Essentially the modern one is a very hot curry made with potatoes,
because they mistranslated the name and thought it was in Hindi and not
Portuguese. The older one is a 'hot' pickle 'vindaloo' being a corruption
of the Portuguese words for vinegar and garlic.
It'll keep for months in a sealed jar was used by seventeenth century
Portuguese sailors returning from Goa as rations on their ships.
Hmmmmmm... Tasty. Potatoes only, no meat?
Hell of a big (UK based) US Civil War re-enactment group there, Their
camp was two regiments, all laid out in nice rows with the command
tents with appropriate colours at the junction of the two camps.
Which ACW battles do they re-enact?
No idea.
Whichever battles they do re-enact they can do it in Britain?
It's not a war where I'm terribly interested in the battles.
Battles reveal all sorts of strengths and weaknesses in units.

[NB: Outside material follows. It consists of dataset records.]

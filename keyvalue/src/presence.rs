//! Redis-backed Presence Registry (C2), per `spec.md` §4.6.
//!
//! Sorted-set members encode `(pod_id, connection_id)` with a length prefix
//! rather than naive `"{pod_id}:{connection_id}"` colon-joining — the
//! Design Notes call out the colon-joined form as brittle if either id
//! contains a colon, and treat it as a bug to fix rather than replicate.

use chatify_core::presence::{PresenceError, PresenceRecord, PresenceRegistry};
use redis::AsyncCommands;
use std::future::Future;
use std::pin::Pin;
use std::time::Duration;

/// Encode `(pod_id, connection_id)` as a sorted-set member:
/// `"{pod_id_len}:{pod_id}:{connection_id}"`. The length prefix lets
/// [`decode_member`] find the exact boundary even if either id contains a
/// colon.
fn encode_member(pod_id: &str, connection_id: &str) -> String {
    format!("{}:{pod_id}:{connection_id}", pod_id.len())
}

/// Inverse of [`encode_member`].
fn decode_member(member: &str) -> Option<(String, String)> {
    let (len_part, rest) = member.split_once(':')?;
    let pod_len: usize = len_part.parse().ok()?;
    if rest.len() < pod_len + 1 {
        return None;
    }
    let pod_id = &rest[..pod_len];
    let remainder = &rest[pod_len..];
    let connection_id = remainder.strip_prefix(':')?;
    Some((pod_id.to_string(), connection_id.to_string()))
}

fn presence_key(user_id: &str) -> String {
    format!("presence:user:{user_id}")
}

fn route_key(user_id: &str, connection_id: &str) -> String {
    format!("route:{user_id}:{connection_id}")
}

/// Redis-backed [`PresenceRegistry`].
///
/// Uses a connection manager so the pool transparently reconnects across
/// brief Redis blips rather than surfacing every transient disconnect as a
/// [`PresenceError::Unavailable`].
pub struct RedisPresenceRegistry {
    connection: redis::aio::ConnectionManager,
    ttl: Duration,
}

impl RedisPresenceRegistry {
    /// Connect to Redis at `connection_string` (e.g. `redis://localhost:6379`),
    /// registering entries with the given time-to-live (§4.6 default 60s).
    ///
    /// # Errors
    ///
    /// Returns [`PresenceError::Unavailable`] if the connection could not be
    /// established.
    pub async fn connect(connection_string: &str, ttl: Duration) -> Result<Self, PresenceError> {
        let client = redis::Client::open(connection_string)
            .map_err(|e| PresenceError::Unavailable(e.to_string()))?;
        let connection = client
            .get_connection_manager()
            .await
            .map_err(|e| PresenceError::Unavailable(e.to_string()))?;
        Ok(Self { connection, ttl })
    }

    async fn touch(&self, user_id: &str, pod_id: &str, connection_id: &str) -> Result<(), PresenceError> {
        let mut conn = self.connection.clone();
        let presence_key = presence_key(user_id);
        let member = encode_member(pod_id, connection_id);
        let score = now_unix_seconds();
        let ttl_secs = i64::try_from(self.ttl.as_secs()).unwrap_or(i64::MAX);

        let _: () = redis::pipe()
            .atomic()
            .zadd(&presence_key, &member, score)
            .expire(&presence_key, ttl_secs)
            .set_ex(route_key(user_id, connection_id), pod_id, self.ttl.as_secs())
            .query_async(&mut conn)
            .await
            .map_err(|e| PresenceError::Unavailable(e.to_string()))?;
        Ok(())
    }
}

impl PresenceRegistry for RedisPresenceRegistry {
    fn set_online(
        &self,
        user_id: &str,
        pod_id: &str,
        connection_id: &str,
    ) -> Pin<Box<dyn Future<Output = Result<(), PresenceError>> + Send + '_>> {
        let user_id = user_id.to_string();
        let pod_id = pod_id.to_string();
        let connection_id = connection_id.to_string();

        Box::pin(async move {
            self.touch(&user_id, &pod_id, &connection_id).await?;
            tracing::debug!(user_id, pod_id, connection_id, "presence set online");
            Ok(())
        })
    }

    fn heartbeat(
        &self,
        user_id: &str,
        pod_id: &str,
        connection_id: &str,
    ) -> Pin<Box<dyn Future<Output = Result<(), PresenceError>> + Send + '_>> {
        // Heartbeat and set_online share identical semantics: both refresh
        // the freshness score and TTL (§4.6).
        self.set_online(user_id, pod_id, connection_id)
    }

    fn set_offline(
        &self,
        user_id: &str,
        connection_id: &str,
    ) -> Pin<Box<dyn Future<Output = Result<(), PresenceError>> + Send + '_>> {
        let user_id = user_id.to_string();
        let connection_id = connection_id.to_string();

        Box::pin(async move {
            let mut conn = self.connection.clone();
            let presence_key = presence_key(&user_id);

            let members: Vec<String> = conn
                .zrange(&presence_key, 0, -1)
                .await
                .map_err(|e| PresenceError::Unavailable(e.to_string()))?;
            let target = members
                .into_iter()
                .find(|member| decode_member(member).is_some_and(|(_, c)| c == connection_id));

            let mut pipe = redis::pipe();
            pipe.atomic();
            if let Some(member) = &target {
                pipe.zrem(&presence_key, member).ignore();
            }
            pipe.del(route_key(&user_id, &connection_id)).ignore();
            let _: () = pipe
                .query_async(&mut conn)
                .await
                .map_err(|e| PresenceError::Unavailable(e.to_string()))?;

            let remaining: isize = conn
                .zcard(&presence_key)
                .await
                .map_err(|e| PresenceError::Unavailable(e.to_string()))?;
            if remaining == 0 {
                let _: () = conn
                    .del(&presence_key)
                    .await
                    .map_err(|e| PresenceError::Unavailable(e.to_string()))?;
            }

            tracing::debug!(user_id, connection_id, "presence set offline");
            Ok(())
        })
    }

    fn get_connections(
        &self,
        user_id: &str,
    ) -> Pin<Box<dyn Future<Output = Result<Vec<PresenceRecord>, PresenceError>> + Send + '_>> {
        let user_id = user_id.to_string();

        Box::pin(async move {
            let mut conn = self.connection.clone();
            let presence_key = presence_key(&user_id);

            let members: Vec<String> = conn
                .zrange(&presence_key, 0, -1)
                .await
                .map_err(|e| PresenceError::Unavailable(e.to_string()))?;

            members
                .iter()
                .map(|member| {
                    decode_member(member)
                        .map(|(pod_id, connection_id)| PresenceRecord {
                            pod_id,
                            connection_id,
                        })
                        .ok_or_else(|| {
                            PresenceError::DecodeFailed(format!("malformed member: {member}"))
                        })
                })
                .collect()
        })
    }
}

fn now_unix_seconds() -> i64 {
    std::time::SystemTime::now()
        .duration_since(std::time::UNIX_EPOCH)
        .unwrap_or_default()
        .as_secs() as i64
}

Mind you, one Confederate regiment, one Union.
Which was sharper and more accurate?
The Confederate infantry looked a bit too smart to me, although the
company of irregular 'bushwhackers' bedded down in a small copse had a
very nice display and looked suitably 'nasty' but with some nice details,
like the officer in full uniform but his men is an assortment of clothing,
including Union cavalry trousers, which shows that someone there has been
reading some very obscure stuff indeed. (I am interested in the
'bushwhackers' and the 'redlegs')
Several of my relatives were killed by bushwhackers, including notably one
Great-uncle in Tennessee, after the ACW [WBTS] was over. I suspect some of
my relatives were bushwhackers themselves and killed others in post-war
revenge killings, including a 1st cousin, three times removed who seems to
have ambushed and killed a Union major in 1895.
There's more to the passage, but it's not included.